There were indicators that this day would end up as odd as it did. First, waking up sick and short of breath. Or perhaps the eerie and unusually silence the streets of Cochabamba provided that morning. Of course it should have became more evident when my hiking group narrowly avoided walking into the middle of ten sticks of dynamite a work crew had planted to blow up a part of the mountain. As we scrambled for cover as little rocks flew closer and closer our way, perhaps that was the moment it should have clicked today was just going to be one of those days. And yet, all the snow, dynamite, and mind and body numbing wind could not have kept us from our goal that day. Walk, climb, or as was the case near the end, crawl, I needed to make it to the top of this peak. That same determination I feel in marathons crept into my cold bones that day on the mountain. Perhaps I was chasing after what would in the long run be an insignificant feat. Perhaps, ok, never mind, yes, it probably was stupid to do it in the condition my body was in. But you must understand that this mountain presented the opportunity to, for the first time, conquer my surroundings, rather than let them continually conquer me.

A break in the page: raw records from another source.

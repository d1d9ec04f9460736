// ABOUTME: Graph adapter error enum covering backend failures, not-found lookups, and invalid queries

use thiserror::Error;

pub type Result<T> = std::result::Result<T, GraphError>;

#[derive(Debug, Error)]
pub enum GraphError {
    #[error("entity not found: {0}")]
    EntityNotFound(String),

    #[error("invalid query: {0}")]
    InvalidQuery(String),

    #[error("isolation violation in graph adapter: {0}")]
    IsolationViolation(String),

    #[error("serialization error: {0}")]
    Serialization(#[from] serde_json::Error),
}

impl From<GraphError> for meridian_core::error::MeridianError {
    fn from(err: GraphError) -> Self {
        match err {
            GraphError::EntityNotFound(msg) => Self::NotFound(msg),
            GraphError::InvalidQuery(msg) => Self::ValidationFailed(msg),
            GraphError::IsolationViolation(msg) => Self::IsolationViolation {
                component: "meridian-graph".to_string(),
                message: msg,
            },
            GraphError::Serialization(e) => Self::Internal(e.to_string()),
        }
    }
}
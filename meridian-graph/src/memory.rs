// ABOUTME: In-process reference GraphStore: per-tenant dashmaps, brute-force path search
// ABOUTME: Stands in for a real graph database behind the same trait

use std::collections::{HashMap, HashSet, VecDeque};

use chrono::Utc;
use dashmap::DashMap;
use parking_lot::Mutex;

use crate::error::{GraphError, Result};
use crate::store::GraphStore;
use crate::types::{
    Edge, EdgeDirection, Entity, Episode, EpisodeRef, Fact, FactEvent, GraphStats, Path,
    Relationship, SearchHit, SearchKind,
};

#[derive(Default)]
struct TenantGraph {
    entities: HashMap<String, Entity>,
    relationships: HashMap<String, Relationship>,
    facts: HashMap<String, Fact>,
    episode_count: usize,
}

/// A trivial rule-based extractor standing in for the real entity/relation
/// extraction pipeline: every capitalized word in `content` becomes an
/// entity mention, consecutive mentions become `mentioned_with`
/// relationships, and the episode itself becomes one Fact per entity.
fn extract(episode: &Episode) -> (Vec<Entity>, Vec<Relationship>, Vec<Fact>) {
    let mentions: Vec<&str> = episode
        .content
        .split_whitespace()
        .filter(|w| w.chars().next().is_some_and(char::is_uppercase))
        .collect();

    let mut seen = HashSet::new();
    let mut entities = Vec::new();
    for word in &mentions {
        let name = word.trim_matches(|c: char| !c.is_alphanumeric());
        if name.is_empty() || !seen.insert(name.to_string()) {
            continue;
        }
        entities.push(
            Entity::new(episode.tenant_id.clone(), name, "mention")
                .with_properties_from(episode),
        );
    }

    let mut relationships = Vec::new();
    for pair in entities.windows(2) {
        relationships.push(Relationship::new(
            episode.tenant_id.clone(),
            pair[0].id.clone(),
            pair[1].id.clone(),
            "mentioned_with",
        ));
    }

    let facts = entities
        .iter()
        .map(|e| {
            let mut fact = Fact::new(
                episode.tenant_id.clone(),
                format!("{} mentions {}", episode.name, e.name),
                vec![e.id.clone()],
            );
            fact.valid_at = episode.reference_time;
            fact
        })
        .collect();

    (entities, relationships, facts)
}

trait EntityExt {
    fn with_properties_from(self, episode: &Episode) -> Entity;
}

impl EntityExt for Entity {
    fn with_properties_from(mut self, episode: &Episode) -> Entity {
        self.event_time = Some(episode.reference_time);
        self
    }
}

/// Per-tenant in-memory knowledge graph. Every method takes `tenant_id` as
/// an argument and never touches another tenant's map, giving the same
/// namespace-prefix isolation a real backend is expected to provide.
#[derive(Debug, Default)]
pub struct InMemoryGraphStore {
    tenants: DashMap<String, Mutex<TenantGraph>>,
}

impl InMemoryGraphStore {
    #[must_use]
    pub fn new() -> Self {
        Self::default()
    }

    fn tenant(&self, tenant_id: &str) -> dashmap::mapref::one::Ref<'_, String, Mutex<TenantGraph>> {
        self.tenants
            .entry(tenant_id.to_string())
            .or_default();
        self.tenants.get(tenant_id).expect("just inserted")
    }
}

#[async_trait::async_trait]
impl GraphStore for InMemoryGraphStore {
    async fn add_episode(&self, episode: Episode) -> Result<EpisodeRef> {
        let (entities, relationships, facts) = extract(&episode);

        for e in &entities {
            if e.tenant_id != episode.tenant_id {
                return Err(GraphError::IsolationViolation(
                    "extracted entity tenant_id mismatch".to_string(),
                ));
            }
        }

        let graph = self.tenant(&episode.tenant_id);
        let mut guard = graph.lock();
        let entity_ids: Vec<String> = entities.iter().map(|e| e.id.clone()).collect();
        let relationship_ids: Vec<String> = relationships.iter().map(|r| r.id.clone()).collect();
        let fact_ids: Vec<String> = facts.iter().map(|f| f.id.clone()).collect();

        for e in entities {
            guard.entities.insert(e.id.clone(), e);
        }
        for r in relationships {
            guard.relationships.insert(r.id.clone(), r);
        }
        for f in facts {
            guard.facts.insert(f.id.clone(), f);
        }
        guard.episode_count += 1;

        Ok(EpisodeRef {
            episode_id: uuid::Uuid::new_v4().to_string(),
            entity_ids,
            relationship_ids,
            fact_ids,
        })
    }

    async fn search(
        &self,
        tenant_id: &str,
        query: &str,
        kind: SearchKind,
        limit: usize,
    ) -> Result<Vec<SearchHit>> {
        let graph = self.tenant(tenant_id);
        let guard = graph.lock();
        let needle = query.to_lowercase();
        let hits = match kind {
            SearchKind::Entities | SearchKind::Similarity => guard
                .entities
                .values()
                .filter(|e| e.tenant_id == tenant_id && e.name.to_lowercase().contains(&needle))
                .take(limit)
                .cloned()
                .map(SearchHit::Entity)
                .collect(),
            SearchKind::Facts => guard
                .facts
                .values()
                .filter(|f| f.tenant_id == tenant_id && f.statement.to_lowercase().contains(&needle))
                .take(limit)
                .cloned()
                .map(SearchHit::Fact)
                .collect(),
        };
        Ok(hits)
    }

    async fn entity_relationships(
        &self,
        tenant_id: &str,
        entity_id: &str,
        direction: EdgeDirection,
        types: Option<&[String]>,
        limit: usize,
    ) -> Result<Vec<Edge>> {
        let graph = self.tenant(tenant_id);
        let guard = graph.lock();
        let mut edges = Vec::new();
        for rel in guard.relationships.values() {
            if rel.tenant_id != tenant_id {
                continue;
            }
            if let Some(allowed) = types {
                if !allowed.iter().any(|t| t == &rel.relationship_type) {
                    continue;
                }
            }
            let outgoing = rel.from_entity == entity_id;
            let incoming = rel.to_entity == entity_id;
            let matches = match direction {
                EdgeDirection::Out => outgoing,
                EdgeDirection::In => incoming,
                EdgeDirection::Both => outgoing || incoming,
            };
            if !matches {
                continue;
            }
            let other = if outgoing { &rel.to_entity } else { &rel.from_entity };
            edges.push(Edge {
                relationship: rel.clone(),
                other_entity_id: other.clone(),
                direction: if outgoing { EdgeDirection::Out } else { EdgeDirection::In },
            });
            if edges.len() >= limit {
                break;
            }
        }
        Ok(edges)
    }

    async fn entity_timeline(&self, tenant_id: &str, entity_id: &str, limit: usize) -> Result<Vec<FactEvent>> {
        let graph = self.tenant(tenant_id);
        let guard = graph.lock();
        let mut events: Vec<FactEvent> = guard
            .facts
            .values()
            .filter(|f| f.tenant_id == tenant_id && f.entity_ids.iter().any(|id| id == entity_id))
            .cloned()
            .map(|fact| FactEvent { fact })
            .collect();
        events.sort_by(|a, b| b.fact.valid_at.cmp(&a.fact.valid_at));
        events.truncate(limit);
        Ok(events)
    }

    async fn shortest_path(
        &self,
        tenant_id: &str,
        source_name: &str,
        target_name: &str,
        max_depth: usize,
    ) -> Result<Vec<Path>> {
        let graph = self.tenant(tenant_id);
        let guard = graph.lock();

        let find_id = |name: &str| {
            guard
                .entities
                .values()
                .find(|e| e.tenant_id == tenant_id && e.name == name)
                .map(|e| e.id.clone())
        };
        let Some(source_id) = find_id(source_name) else {
            return Ok(Vec::new());
        };
        let Some(target_id) = find_id(target_name) else {
            return Ok(Vec::new());
        };

        let mut adjacency: HashMap<&str, Vec<(&str, &str)>> = HashMap::new();
        for rel in guard.relationships.values() {
            if rel.tenant_id != tenant_id {
                continue;
            }
            adjacency
                .entry(&rel.from_entity)
                .or_default()
                .push((&rel.to_entity, &rel.id));
            adjacency
                .entry(&rel.to_entity)
                .or_default()
                .push((&rel.from_entity, &rel.id));
        }

        let mut queue = VecDeque::new();
        queue.push_back((source_id.clone(), vec![source_id.clone()], Vec::<String>::new()));
        let mut visited = HashSet::new();
        visited.insert(source_id.clone());

        while let Some((current, entity_path, rel_path)) = queue.pop_front() {
            if current == target_id {
                return Ok(vec![Path {
                    entity_ids: entity_path,
                    relationship_ids: rel_path,
                }]);
            }
            if entity_path.len() > max_depth {
                continue;
            }
            if let Some(neighbors) = adjacency.get(current.as_str()) {
                for (next, rel_id) in neighbors {
                    if visited.insert((*next).to_string()) {
                        let mut next_entities = entity_path.clone();
                        next_entities.push((*next).to_string());
                        let mut next_rels = rel_path.clone();
                        next_rels.push((*rel_id).to_string());
                        queue.push_back(((*next).to_string(), next_entities, next_rels));
                    }
                }
            }
        }
        Ok(Vec::new())
    }

    async fn stats(&self, tenant_id: &str) -> Result<GraphStats> {
        let graph = self.tenant(tenant_id);
        let guard = graph.lock();
        let mut by_entity_type = HashMap::new();
        for e in guard.entities.values().filter(|e| e.tenant_id == tenant_id) {
            *by_entity_type.entry(e.entity_type.clone()).or_insert(0) += 1;
        }
        Ok(GraphStats {
            entities: guard.entities.values().filter(|e| e.tenant_id == tenant_id).count(),
            relationships: guard.relationships.values().filter(|r| r.tenant_id == tenant_id).count(),
            facts: guard.facts.values().filter(|f| f.tenant_id == tenant_id).count(),
            episodes: guard.episode_count,
            by_entity_type,
        })
    }

    async fn delete_tenant(&self, tenant_id: &str) -> Result<usize> {
        let Some((_, graph)) = self.tenants.remove(tenant_id) else {
            return Ok(0);
        };
        let graph = graph.into_inner();
        Ok(graph.entities.len() + graph.relationships.len() + graph.facts.len())
    }
}

#[cfg(test)]
mod tests {
    use super::*;

    fn episode(tenant_id: &str, content: &str) -> Episode {
        Episode {
            tenant_id: tenant_id.to_string(),
            name: "test episode".to_string(),
            content: content.to_string(),
            reference_time: Utc::now(),
            source_description: "unit test".to_string(),
        }
    }

    #[tokio::test]
    async fn add_episode_extracts_entities_and_tags_tenant() {
        let store = InMemoryGraphStore::new();
        let episode_ref = store
            .add_episode(episode("acme", "Rust and Tokio power this service"))
            .await
            .unwrap();
        assert!(!episode_ref.entity_ids.is_empty());

        let stats = store.stats("acme").await.unwrap();
        assert_eq!(stats.entities, episode_ref.entity_ids.len());
        assert_eq!(stats.episodes, 1);
    }

    #[tokio::test]
    async fn search_is_isolated_per_tenant() {
        let store = InMemoryGraphStore::new();
        store
            .add_episode(episode("acme", "Rust is a systems language"))
            .await
            .unwrap();
        store
            .add_episode(episode("globex", "Rust is also used at Globex"))
            .await
            .unwrap();

        let acme_hits = store
            .search("acme", "rust", SearchKind::Entities, 10)
            .await
            .unwrap();
        let globex_hits = store
            .search("globex", "rust", SearchKind::Entities, 10)
            .await
            .unwrap();
        assert!(!acme_hits.is_empty());
        assert!(!globex_hits.is_empty());

        let acme_stats = store.stats("acme").await.unwrap();
        let globex_stats = store.stats("globex").await.unwrap();
        assert_eq!(acme_stats.episodes, 1);
        assert_eq!(globex_stats.episodes, 1);
    }

    #[tokio::test]
    async fn shortest_path_finds_connected_entities() {
        let store = InMemoryGraphStore::new();
        store
            .add_episode(episode("acme", "Rust calls Tokio which calls Mio"))
            .await
            .unwrap();

        let paths = store.shortest_path("acme", "Rust", "Mio", 5).await.unwrap();
        assert!(!paths.is_empty());
    }

    #[tokio::test]
    async fn delete_tenant_removes_all_rows_and_leaves_other_tenants() {
        let store = InMemoryGraphStore::new();
        store
            .add_episode(episode("acme", "Rust and Tokio power this service"))
            .await
            .unwrap();
        store
            .add_episode(episode("globex", "Rust is also used at Globex"))
            .await
            .unwrap();

        let removed = store.delete_tenant("acme").await.unwrap();
        assert!(removed > 0);
        let acme_stats = store.stats("acme").await.unwrap();
        assert_eq!(acme_stats.entities, 0);
        let globex_stats = store.stats("globex").await.unwrap();
        assert!(globex_stats.entities > 0);
    }

    #[tokio::test]
    async fn shortest_path_returns_empty_for_unknown_entities() {
        let store = InMemoryGraphStore::new();
        let paths = store
            .shortest_path("acme", "Nonexistent", "AlsoMissing", 5)
            .await
            .unwrap();
        assert!(paths.is_empty());
    }
}
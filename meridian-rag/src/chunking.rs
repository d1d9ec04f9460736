// ABOUTME: Fixed-size overlapping chunker: a sliding window over token-approximate character counts
// ABOUTME: Shared by the ingestion coordinator and any direct callers of the vector adapter's insert path

use serde::{Deserialize, Serialize};

#[derive(Debug, Clone, Serialize, Deserialize)]
pub struct ChunkingConfig {
    pub max_tokens: usize,
    pub overlap_tokens: usize,
    pub min_tokens: usize,
}

impl Default for ChunkingConfig {
    fn default() -> Self {
        Self {
            max_tokens: 512,
            overlap_tokens: 64,
            min_tokens: 32,
        }
    }
}

#[derive(Debug, Clone, Serialize, Deserialize)]
pub struct TextChunk {
    pub content: String,
    pub chunk_index: usize,
    pub token_count: usize,
}

/// Splits `text` on whitespace-delimited tokens into overlapping windows of
/// at most `max_tokens`, stepping by `max_tokens - overlap_tokens`. A final
/// remainder shorter than `min_tokens` is merged into the previous chunk
/// rather than emitted as its own tiny chunk.
#[must_use]
pub fn chunk_fixed_size(text: &str, config: &ChunkingConfig) -> Vec<TextChunk> {
    let tokens: Vec<&str> = text.split_whitespace().collect();
    if tokens.is_empty() {
        return Vec::new();
    }

    let step = config.max_tokens.saturating_sub(config.overlap_tokens).max(1);
    let mut chunks: Vec<TextChunk> = Vec::new();
    let mut start = 0;
    let mut index = 0;

    while start < tokens.len() {
        let end = (start + config.max_tokens).min(tokens.len());
        let window = &tokens[start..end];

        if window.len() < config.min_tokens && !chunks.is_empty() {
            if let Some(last) = chunks.last_mut() {
                last.content.push(' ');
                last.content.push_str(&window.join(" "));
                last.token_count += window.len();
            }
        } else {
            chunks.push(TextChunk {
                content: window.join(" "),
                chunk_index: index,
                token_count: window.len(),
            });
            index += 1;
        }

        if end == tokens.len() {
            break;
        }
        start += step;
    }

    chunks
}

#[cfg(test)]
mod tests {
    use super::*;

    #[test]
    fn short_text_produces_single_chunk() {
        let chunks = chunk_fixed_size("one two three", &ChunkingConfig::default());
        assert_eq!(chunks.len(), 1);
        assert_eq!(chunks[0].token_count, 3);
    }

    #[test]
    fn long_text_produces_overlapping_windows() {
        let text = (0..1000).map(|i| i.to_string()).collect::<Vec<_>>().join(" ");
        let config = ChunkingConfig {
            max_tokens: 100,
            overlap_tokens: 10,
            min_tokens: 5,
        };
        let chunks = chunk_fixed_size(&text, &config);
        assert!(chunks.len() > 1);
        for window in chunks.windows(2) {
            assert!(window[1].chunk_index > window[0].chunk_index);
        }
    }

    #[test]
    fn empty_text_produces_no_chunks() {
        assert!(chunk_fixed_size("", &ChunkingConfig::default()).is_empty());
    }

    #[test]
    fn tiny_remainder_merges_into_previous_chunk() {
        let text = "a b c d e f g";
        let config = ChunkingConfig {
            max_tokens: 5,
            overlap_tokens: 0,
            min_tokens: 3,
        };
        let chunks = chunk_fixed_size(text, &config);
        assert_eq!(chunks.len(), 1);
    }
}
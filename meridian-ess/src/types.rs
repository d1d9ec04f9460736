// ABOUTME: Wire-adjacent types for the enterprise search service adapter
// ABOUTME: Field names follow examples/original_source/onyx/service.py and onyx_cloud_integration.py

use chrono::{DateTime, Utc};
use serde::{Deserialize, Serialize};

/// Readiness fields read from `GET /api/manage/admin/cc-pair/{id}`, matching
/// `onyx_cloud_integration.py`'s polling fields.
#[derive(Debug, Clone, Deserialize)]
pub struct CcPairStatus {
    pub status: String,
    pub access_type: String,
    pub num_docs_indexed: u64,
    pub indexing: bool,
}

impl CcPairStatus {
    #[must_use]
    pub fn is_ready(&self) -> bool {
        self.status == "ACTIVE" && self.access_type == "public" && !self.indexing && self.num_docs_indexed > 0
    }
}

/// Per-tenant cached binding to a CC-pair's document set.
#[derive(Debug, Clone, Serialize, Deserialize)]
pub struct EssBinding {
    pub cc_pair_id: i64,
    pub document_set_id: String,
    pub created_at: DateTime<Utc>,
}

#[derive(Debug, Clone)]
pub struct EssDocument {
    pub title: String,
    pub source: String,
    pub content: String,
}

#[derive(Debug, Clone, Serialize)]
pub struct SourceDoc {
    pub title: String,
    pub link: Option<String>,
    pub snippet: String,
}

#[derive(Debug, Clone)]
pub enum SearchOutcome {
    Success {
        answer: String,
        source_docs: Vec<SourceDoc>,
        attempt: u32,
    },
    Failure {
        error: String,
    },
}

#[derive(Debug, Clone)]
pub struct IngestResult {
    pub document_id: String,
    pub sections_count: usize,
    pub attempts: u32,
}
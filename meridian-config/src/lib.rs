// ABOUTME: Central MeridianConfig, loaded defaults -> TOML -> environment
// ABOUTME: Covers every environment variable the process recognizes at startup

use serde::{Deserialize, Serialize};
use std::path::Path;
use thiserror::Error;

#[derive(Debug, Error)]
pub enum ConfigError {
    #[error("failed to read config file {path}: {source}")]
    Io {
        path: String,
        #[source]
        source: std::io::Error,
    },
    #[error("failed to parse TOML config: {0}")]
    Parse(#[from] toml::de::Error),
    #[error("invalid configuration: {0}")]
    Invalid(String),
}

/// Auth gate settings.
#[derive(Debug, Clone, Deserialize, Serialize)]
#[serde(default)]
pub struct AuthConfig {
    pub jwt_secret: String,
    pub token_ttl_hours: i64,
    pub refresh_ttl_days: i64,
    pub rate_limit_max_failures: u32,
    pub rate_limit_window_minutes: i64,
}

impl Default for AuthConfig {
    fn default() -> Self {
        Self {
            jwt_secret: "dev-insecure-secret-change-me".to_string(),
            token_ttl_hours: 24,
            refresh_ttl_days: 30,
            rate_limit_max_failures: 5,
            rate_limit_window_minutes: 15,
        }
    }
}

/// Vector store adapter settings.
#[derive(Debug, Clone, Deserialize, Serialize)]
#[serde(default)]
pub struct VectorConfig {
    pub dsn: String,
    pub embed_dim: usize,
    pub deadline_ms: u64,
}

impl Default for VectorConfig {
    fn default() -> Self {
        Self {
            dsn: "memory://local".to_string(),
            embed_dim: 768,
            deadline_ms: 3_000,
        }
    }
}

/// Graph store adapter settings.
#[derive(Debug, Clone, Deserialize, Serialize)]
#[serde(default)]
pub struct GraphConfig {
    pub uri: String,
    pub user: String,
    pub password: String,
    pub deadline_ms: u64,
}

impl Default for GraphConfig {
    fn default() -> Self {
        Self {
            uri: "memory://local".to_string(),
            user: String::new(),
            password: String::new(),
            deadline_ms: 5_000,
        }
    }
}

/// ESS adapter settings.
#[derive(Debug, Clone, Deserialize, Serialize)]
#[serde(default)]
pub struct EssConfig {
    pub base_url: String,
    pub api_key: String,
    pub timeout_secs: u64,
    pub chat_deadline_ms: u64,
    pub ingest_deadline_ms: u64,
    pub max_retries: u32,
    pub retry_base_delay_ms: u64,
    pub default_persona_id: i64,
}

impl Default for EssConfig {
    fn default() -> Self {
        Self {
            base_url: String::new(),
            api_key: String::new(),
            timeout_secs: 30,
            chat_deadline_ms: 90_000,
            ingest_deadline_ms: 30_000,
            max_retries: 3,
            retry_base_delay_ms: 5_000,
            default_persona_id: 0,
        }
    }
}

/// Embedding + LLM collaborator settings.
#[derive(Debug, Clone, Deserialize, Serialize)]
#[serde(default)]
pub struct ProvidersConfig {
    pub embed_model: String,
    pub embed_dim: usize,
    pub llm_model: String,
    pub embedding_base_url: String,
    pub llm_base_url: String,
}

impl Default for ProvidersConfig {
    fn default() -> Self {
        Self {
            embed_model: "text-embedding-3-small".to_string(),
            embed_dim: 768,
            llm_model: "gpt-4o".to_string(),
            embedding_base_url: String::new(),
            llm_base_url: String::new(),
        }
    }
}

/// Orchestrator runtime settings.
#[derive(Debug, Clone, Deserialize, Serialize)]
#[serde(default)]
pub struct RuntimeConfig {
    pub orchestrator_deadline_ms: u64,
    pub embedding_batch_parallelism: usize,
    pub db_pool_size: u32,
    pub backoff_cap_ms: u64,
}

impl Default for RuntimeConfig {
    fn default() -> Self {
        Self {
            orchestrator_deadline_ms: 120_000,
            embedding_batch_parallelism: 4,
            db_pool_size: 20,
            backoff_cap_ms: 30_000,
        }
    }
}

/// HTTP edge settings.
#[derive(Debug, Clone, Deserialize, Serialize)]
#[serde(default)]
pub struct ServerConfig {
    pub bind_addr: String,
}

impl Default for ServerConfig {
    fn default() -> Self {
        Self {
            bind_addr: "127.0.0.1:8080".to_string(),
        }
    }
}

/// Central configuration. Loaded defaults -> TOML file -> environment,
/// each stage overriding the previous one.
#[derive(Debug, Clone, Default, Deserialize, Serialize)]
#[serde(default)]
pub struct MeridianConfig {
    pub auth: AuthConfig,
    pub vector: VectorConfig,
    pub graph: GraphConfig,
    pub ess: EssConfig,
    pub providers: ProvidersConfig,
    pub runtime: RuntimeConfig,
    pub server: ServerConfig,
}

impl MeridianConfig {
    /// Load from a TOML file, then apply environment variable overrides.
    pub fn load_from_file(path: &Path) -> Result<Self, ConfigError> {
        let content = std::fs::read_to_string(path).map_err(|source| ConfigError::Io {
            path: path.display().to_string(),
            source,
        })?;
        Self::from_toml(&content)
    }

    /// Parse TOML content, then apply environment overrides and validate.
    pub fn from_toml(content: &str) -> Result<Self, ConfigError> {
        let mut config: Self = toml::from_str(content)?;
        config.apply_env_overrides();
        config.validate()?;
        Ok(config)
    }

    /// Defaults with environment overrides applied; used when no config
    /// file is given.
    pub fn from_env() -> Result<Self, ConfigError> {
        let mut config = Self::default();
        config.apply_env_overrides();
        config.validate()?;
        Ok(config)
    }

    /// Apply every recognized environment variable, leaving fields
    /// untouched when the variable is unset.
    pub fn apply_env_overrides(&mut self) {
        use std::env::var;

        if let Ok(v) = var("JWT_SECRET") {
            self.auth.jwt_secret = v;
        }
        if let Some(v) = var("TOKEN_TTL_HOURS").ok().and_then(|s| s.parse().ok()) {
            self.auth.token_ttl_hours = v;
        }
        if let Some(v) = var("REFRESH_TTL_DAYS").ok().and_then(|s| s.parse().ok()) {
            self.auth.refresh_ttl_days = v;
        }
        if let Ok(v) = var("VECTOR_DSN") {
            self.vector.dsn = v;
        }
        if let Ok(v) = var("GRAPH_URI") {
            self.graph.uri = v;
        }
        if let Ok(v) = var("GRAPH_USER") {
            self.graph.user = v;
        }
        if let Ok(v) = var("GRAPH_PASSWORD") {
            self.graph.password = v;
        }
        if let Ok(v) = var("ESS_BASE_URL") {
            self.ess.base_url = v;
        }
        if let Ok(v) = var("ESS_API_KEY") {
            self.ess.api_key = v;
        }
        if let Some(v) = var("ESS_TIMEOUT").ok().and_then(|s| s.parse().ok()) {
            self.ess.timeout_secs = v;
        }
        if let Ok(v) = var("EMBED_MODEL") {
            self.providers.embed_model = v;
        }
        if let Some(v) = var("EMBED_DIM").ok().and_then(|s| s.parse().ok()) {
            self.providers.embed_dim = v;
            self.vector.embed_dim = v;
        }
        if let Ok(v) = var("LLM_MODEL") {
            self.providers.llm_model = v;
        }
    }

    /// # Errors
    /// Returns `ConfigError::Invalid` if settings are internally
    /// inconsistent (e.g. mismatched embedding dimensions).
    pub fn validate(&self) -> Result<(), ConfigError> {
        if self.providers.embed_dim != self.vector.embed_dim {
            return Err(ConfigError::Invalid(format!(
                "providers.embed_dim ({}) must match vector.embed_dim ({})",
                self.providers.embed_dim, self.vector.embed_dim
            )));
        }
        if self.auth.jwt_secret.is_empty() {
            return Err(ConfigError::Invalid(
                "auth.jwt_secret must not be empty".to_string(),
            ));
        }
        Ok(())
    }
}

#[cfg(test)]
mod tests {
    use super::*;

    #[test]
    fn defaults_are_internally_consistent() {
        let cfg = MeridianConfig::default();
        assert!(cfg.validate().is_ok());
    }

    #[test]
    fn env_override_updates_jwt_secret() {
        std::env::set_var("JWT_SECRET", "test-secret-value");
        let cfg = MeridianConfig::from_env().unwrap();
        assert_eq!(cfg.auth.jwt_secret, "test-secret-value");
        std::env::remove_var("JWT_SECRET");
    }

    #[test]
    fn mismatched_embed_dim_rejected() {
        let toml_src = r#"
            [providers]
            embed_dim = 1536
            [vector]
            embed_dim = 768
        "#;
        std::env::set_var("JWT_SECRET", "x");
        let result = MeridianConfig::from_toml(toml_src);
        std::env::remove_var("JWT_SECRET");
        assert!(result.is_err());
    }
}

And so as I stood atop the 16,000 foot peak, looking down on the clouds, entrenched by the frigid air and surrounded by a flurry of rapidly falling snow, I felt this peculiar peace that allowed me to remember all those times I stood barefoot on the sands of the Pacific Ocean watching the sunset over that big mysterious body of water, all at once aware of how big this world was, and yet, what my special place was in this world where I truly stood as just one more insignificant dot on the map. I belonged to nature, and nature belonged to me. The world was an incomprehensible mess, cradled intimately just below my finger tips for my eyes to capture. I found refuge and happiness in the peaceful silence that greeted my jubilant shouts of joy. It was my day to be in charge, my day to not let language or anything else bring me down. When you stop and look at our lives, it is as though we are on a continual hike up a mountain, and for one brief moment, I reached the top, took a break, and soaked the view in. And what a view it was.


Anonymous said...

Wow, great photos. Just make sure you take care of your asthma. Obviously from your dad.
PS-we're thinking of you.

Life of Wazienka said...

Oh friend, amazing fotos and amazing depictions. God bless and safe travels. Love, Kasia Stachon

Kasia Stachon said...

Oh friend!
Amazing fotos and amazing depictions, keep them coming! God bless and safe travels.